▶ **Goal of the exercise**: Reproduce only the stretch of entries below that begins at the first line and ends at the line holding "AWS environment variables.".

▶ **Listed entries**:
•••

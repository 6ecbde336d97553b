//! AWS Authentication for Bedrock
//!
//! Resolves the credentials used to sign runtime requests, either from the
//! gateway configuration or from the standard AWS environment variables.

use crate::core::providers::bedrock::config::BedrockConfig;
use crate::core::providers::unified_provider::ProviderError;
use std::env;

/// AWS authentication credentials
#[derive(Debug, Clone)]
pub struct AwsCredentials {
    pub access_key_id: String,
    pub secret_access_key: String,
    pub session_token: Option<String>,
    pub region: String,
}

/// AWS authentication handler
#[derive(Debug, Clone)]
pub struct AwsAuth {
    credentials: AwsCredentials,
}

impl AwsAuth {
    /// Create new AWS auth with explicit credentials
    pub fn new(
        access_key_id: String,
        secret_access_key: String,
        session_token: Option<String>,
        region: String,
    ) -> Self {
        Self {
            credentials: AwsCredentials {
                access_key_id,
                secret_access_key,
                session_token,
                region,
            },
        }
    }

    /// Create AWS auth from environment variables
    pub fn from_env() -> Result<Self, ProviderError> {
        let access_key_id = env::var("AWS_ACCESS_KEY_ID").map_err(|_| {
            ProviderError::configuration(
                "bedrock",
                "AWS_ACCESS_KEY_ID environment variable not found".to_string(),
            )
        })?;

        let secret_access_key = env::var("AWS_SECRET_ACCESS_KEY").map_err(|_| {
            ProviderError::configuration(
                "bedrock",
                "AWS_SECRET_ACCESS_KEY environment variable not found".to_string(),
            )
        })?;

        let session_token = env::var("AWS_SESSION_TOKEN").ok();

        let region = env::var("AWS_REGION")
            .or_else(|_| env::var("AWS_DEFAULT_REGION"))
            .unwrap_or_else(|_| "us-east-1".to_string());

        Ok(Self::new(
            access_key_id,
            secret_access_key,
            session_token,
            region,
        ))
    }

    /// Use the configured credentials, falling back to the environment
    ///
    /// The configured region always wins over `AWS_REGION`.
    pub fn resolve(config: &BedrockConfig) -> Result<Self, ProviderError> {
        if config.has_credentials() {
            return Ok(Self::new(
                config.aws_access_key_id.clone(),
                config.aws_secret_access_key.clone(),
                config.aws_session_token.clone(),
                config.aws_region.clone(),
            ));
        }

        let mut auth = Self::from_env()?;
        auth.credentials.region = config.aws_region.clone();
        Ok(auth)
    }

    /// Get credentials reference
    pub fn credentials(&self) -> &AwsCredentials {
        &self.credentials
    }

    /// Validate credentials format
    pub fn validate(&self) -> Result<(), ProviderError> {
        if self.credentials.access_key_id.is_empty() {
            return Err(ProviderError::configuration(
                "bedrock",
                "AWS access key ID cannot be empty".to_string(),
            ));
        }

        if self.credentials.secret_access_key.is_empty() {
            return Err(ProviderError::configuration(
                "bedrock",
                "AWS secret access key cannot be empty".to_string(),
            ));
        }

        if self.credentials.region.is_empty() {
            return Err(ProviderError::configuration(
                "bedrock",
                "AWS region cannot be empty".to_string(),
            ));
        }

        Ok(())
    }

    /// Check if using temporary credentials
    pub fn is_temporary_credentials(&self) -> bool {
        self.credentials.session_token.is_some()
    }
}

•••

▶ **Response box**:
repository 6ecbde336d97553b
//! AWS Authentication for Bedrock
//!
//! Resolves the credentials used to sign runtime requests, either from the
//! gateway configuration or from the standard AWS environment variables.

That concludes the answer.